The challenge we face is that, for ER-positive disease or also HER2-negative disease, achieving a pCR is a nice thing, but it happens rarely. Therefore, chemotherapy may not be the best way to get there for those ER-positive cancers, particularly those with low proliferation rates. That's why looking at neoadjuvant endocrine therapy, particularly now in combination with biological therapies such as CDK4/6 inhibitors, may be a better approach for those types of cancers.

TARGETED ONCOLOGY:What agents coming down the pipeline look promising?

Melisko:Now, it's not a matter of what's coming down the pipeline. All three CDK4/6 inhibitors are now FDA approved; palbociclib (Ibrance) has been FDA approved now for several years for ER-positive metastatic breast cancer in combination with both aromatase inhibitors and fulvestrant. Within the past year, ribociclib (Kisqali) gained FDA approval and then [recently] abemaciclib (Verzenio) gained FDA approval. These are all drugs that are, at this point, only approved in the metastatic setting for ER-positive disease.

There are multiple trials going on looking at these drugs in women with…high-risk early-stage breast cancer to see if adding them to hormonal therapy will reduce the risk of recurrence. We don’t have any data on that yet. Areas of further exploration are looking at the value of these drugs in combination with HER2-targeted therapies in patients who have ER-positive/HER2-positive metastatic disease and then also trying to define whether we will prove that these drugs have value in the early-stage setting.

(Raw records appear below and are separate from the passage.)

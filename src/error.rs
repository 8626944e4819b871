use crate::engine::TableKind;
use thiserror::Error;

/// Failure to build a [`Lexicon`](crate::Lexicon) from table data.
///
/// Text operations never fail; only compiling rule tables can.
#[derive(Debug, Error)]
pub enum LexiconError {
    #[error("{table}: entry {index} has an empty pattern")]
    EmptyPattern { table: TableKind, index: usize },

    #[error("{table}: entry {index} is a sequence without heads or followers")]
    EmptySequence { table: TableKind, index: usize },

    #[error("{table}: entry {index} has an empty tag label")]
    EmptyLabel { table: TableKind, index: usize },

    #[error("{table}: entry {index} has an invalid regex `{pattern}`: {source}")]
    InvalidRegex {
        table: TableKind,
        index: usize,
        pattern: String,
        #[source]
        source: regex::Error,
    },

    #[error("{table}: failed to build phrase automaton: {source}")]
    Automaton {
        table: TableKind,
        #[source]
        source: aho_corasick::BuildError,
    },

    #[error("invalid lexicon json: {0}")]
    Json(#[from] serde_json::Error),
}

If any of these trials—PALLAS and PENELOPE—end up being positive studies, everyone is going to want to extrapolate that data to lower-risk patients. These medications are not without [adverse] effects, such as fatigue and neutropenia. The question is, “How low do you go in terms of absolute benefit to recommend something that is very costly and can also impact QoL?”

TARGETED ONCOLOGY:What was your take-home message for the audience who sat in on your lecture?

Melisko:It's all about personalized medicine, and there is a lot of fanciness around next-generation sequencing, but we must remember that endocrine therapy is our oldest and most tried-and-true targeted therapy for breast cancer, and recognizing that tailoring your approach to targeting endocrine therapy for each individual patient is important.